Stagflation is the biggest risk for the recovery in Europe

Former Italian Prime Minister Mario Monti told CNBC on Saturday he believed the biggest threat to Europe’s economic recovery from the coronavirus pandemic was “inflation”.

Monti, now president of Bocconi University in Italy, said the “huge bulk” of liberal monetary policy, fueled by fiscal stimulus from central banks and governments to support economies amid the pandemic coronavirus, “may well trigger more inflation.” can put.”

At the same time, Monti said there were “many constraints on the flexibility of production” to develop.

Stagflation is commonly thought to occur when the inflation rate is high but economic growth slows down and unemployment rises.

The IHS Markit Flash Composite Eurozone Purchasing Managers Index, which examines activity in manufacturing and services, hit a two-month low of 59.5 in August, down from 60.2 in July. Readings above 50 still represent an expansion in economic activity, but several economists have suggested that momentum in the region may slow.

Former Italian Prime Minister Mario Monti is seen at “Porta a Porta” on October 11, 2018 in Rome, Italy.

Massimo di Vita | Archivio Massimo di Vita | Mondadori wallet | Getty Images

There are also concerns about the impact of supply chain problems from Asia on manufacturing activity in Europe, as well as the fact that higher wages could fuel inflationary pressures.
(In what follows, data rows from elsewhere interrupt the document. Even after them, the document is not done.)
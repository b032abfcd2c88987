use std::path::PathBuf;
use thiserror::Error;

#[derive(Error, Debug)]
pub enum ClientError {
    #[error("Failed to read {path:?}: {source}")]
    ReadFile {
        path: PathBuf,
        #[source]
        source: std::io::Error,
    },

    #[error("Failed to build request: {0}")]
    InvalidRequest(String),

    #[error("Request failed: {0}")]
    Transport(#[from] reqwest::Error),

    #[error("Server responded with status {0}")]
    ServerStatus(reqwest::StatusCode),

    #[error("Unknown processing mode: {0}")]
    UnknownMode(String),

    #[error("Failed to save result: {0}")]
    Save(String),

    #[error("Invalid event script: {0}")]
    InvalidScript(String),
}

impl ClientError {
    /// Short machine-readable code, used in log fields.
    pub fn code(&self) -> &'static str {
        match self {
            ClientError::ReadFile { .. } => "READ_FILE",
            ClientError::InvalidRequest(_) => "INVALID_REQUEST",
            ClientError::Transport(_) => "TRANSPORT",
            ClientError::ServerStatus(_) => "SERVER_STATUS",
            ClientError::UnknownMode(_) => "UNKNOWN_MODE",
            ClientError::Save(_) => "SAVE",
            ClientError::InvalidScript(_) => "INVALID_SCRIPT",
        }
    }
}

#[cfg(test)]
mod tests {
    use super::*;

    #[test]
    fn test_server_status_message() {
        let err = ClientError::ServerStatus(reqwest::StatusCode::INTERNAL_SERVER_ERROR);
        assert_eq!(
            err.to_string(),
            "Server responded with status 500 Internal Server Error"
        );
        assert_eq!(err.code(), "SERVER_STATUS");
    }

    #[test]
    fn test_read_file_keeps_source() {
        let err = ClientError::ReadFile {
            path: PathBuf::from("missing.png"),
            source: std::io::Error::new(std::io::ErrorKind::NotFound, "gone"),
        };
        assert!(err.to_string().starts_with("Failed to read \"missing.png\""));
        assert!(std::error::Error::source(&err).is_some());
    }
}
Speaking to CNBC’s Steve Sedgwick at the European House’s Ambrosetti Forum on Saturday, Monti said that not only in the EU, economies could start to experience elements of “stagflation”, as seen in many country in the 1970s. was gone.
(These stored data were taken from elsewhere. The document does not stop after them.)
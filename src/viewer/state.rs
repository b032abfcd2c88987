use serde::{Deserialize, Serialize};

/// Smallest allowed zoom
pub const MIN_SCALE: f64 = 0.2;
/// Largest allowed zoom
pub const MAX_SCALE: f64 = 5.0;
/// Scale multiplier for one wheel step towards the screen
pub const ZOOM_IN_FACTOR: f64 = 1.1;
/// Scale multiplier for one wheel step away from the screen
pub const ZOOM_OUT_FACTOR: f64 = 0.9;

/// Viewport coordinate in CSS pixels
#[derive(Debug, Clone, Copy, PartialEq, Default, Serialize, Deserialize)]
pub struct Point {
    pub x: f64,
    pub y: f64,
}

impl Point {
    pub const ORIGIN: Point = Point { x: 0.0, y: 0.0 };

    pub fn new(x: f64, y: f64) -> Self {
        Self { x, y }
    }
}

impl std::ops::Sub for Point {
    type Output = Point;

    fn sub(self, rhs: Point) -> Point {
        Point::new(self.x - rhs.x, self.y - rhs.y)
    }
}

impl std::ops::Add for Point {
    type Output = Point;

    fn add(self, rhs: Point) -> Point {
        Point::new(self.x + rhs.x, self.y + rhs.y)
    }
}

/// Wheel direction, derived from the sign of the vertical wheel delta
#[derive(Debug, Clone, Copy, PartialEq, Eq, Serialize, Deserialize)]
#[serde(rename_all = "lowercase")]
pub enum ZoomDirection {
    In,
    Out,
}

impl ZoomDirection {
    /// Negative deltas scroll up, which zooms in.
    pub fn from_wheel_delta(delta_y: f64) -> Self {
        if delta_y < 0.0 {
            Self::In
        } else {
            Self::Out
        }
    }

    pub fn factor(&self) -> f64 {
        match self {
            Self::In => ZOOM_IN_FACTOR,
            Self::Out => ZOOM_OUT_FACTOR,
        }
    }
}

/// Pan and zoom state of the modal viewer.
///
/// `drag_anchor` is only meaningful while `dragging` is set.
#[derive(Debug, Clone, Copy, PartialEq, Serialize)]
pub struct ViewerState {
    pub scale: f64,
    pub translate: Point,
    pub dragging: bool,
    #[serde(skip)]
    pub drag_anchor: Point,
}

impl Default for ViewerState {
    fn default() -> Self {
        Self {
            scale: 1.0,
            translate: Point::ORIGIN,
            dragging: false,
            drag_anchor: Point::ORIGIN,
        }
    }
}

impl ViewerState {
    /// Back to identity scale and translation. Drag state is left alone.
    pub fn reset_transform(&mut self) {
        self.scale = 1.0;
        self.translate = Point::ORIGIN;
    }

    /// Zoom one step around `offset`, the pointer position relative to the
    /// displayed image's top-left corner.
    pub fn zoom_at(&mut self, offset: Point, direction: ZoomDirection) {
        let new_scale = clamp_scale(self.scale * direction.factor());
        let ratio = new_scale / self.scale - 1.0;

        self.translate.x -= offset.x * ratio;
        self.translate.y -= offset.y * ratio;
        self.scale = new_scale;
    }

    pub fn begin_drag(&mut self, pointer: Point) {
        self.dragging = true;
        self.drag_anchor = pointer - self.translate;
    }

    /// Returns whether the translation changed.
    pub fn continue_drag(&mut self, pointer: Point) -> bool {
        if !self.dragging {
            return false;
        }
        self.translate = pointer - self.drag_anchor;
        true
    }

    pub fn end_drag(&mut self) {
        self.dragging = false;
    }

    /// Equality of the observable state, ignoring a stale drag anchor.
    pub fn same_as(&self, other: &ViewerState) -> bool {
        self.scale == other.scale
            && self.translate == other.translate
            && self.dragging == other.dragging
            && (!self.dragging || self.drag_anchor == other.drag_anchor)
    }
}

pub fn clamp_scale(scale: f64) -> f64 {
    scale.clamp(MIN_SCALE, MAX_SCALE)
}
Monti therefore said that “an intelligent and coordinated way will be very important to make this transition to a more normal state of monetary and financial support”.

Preliminary data released on Tuesday showed inflation in the euro area peaked in 10 years in August, with consumer prices rising 3% from the previous year.

The European Central Bank is due to hold its next policy meeting on September 9 and is expected to discuss the way forward for its asset purchase program. However, analysts told CNBC earlier in the week that they expected the ECB to announce a cut in its COVID stimulus measures by December.

Sylvia Amaro of CNBC contributed to this report.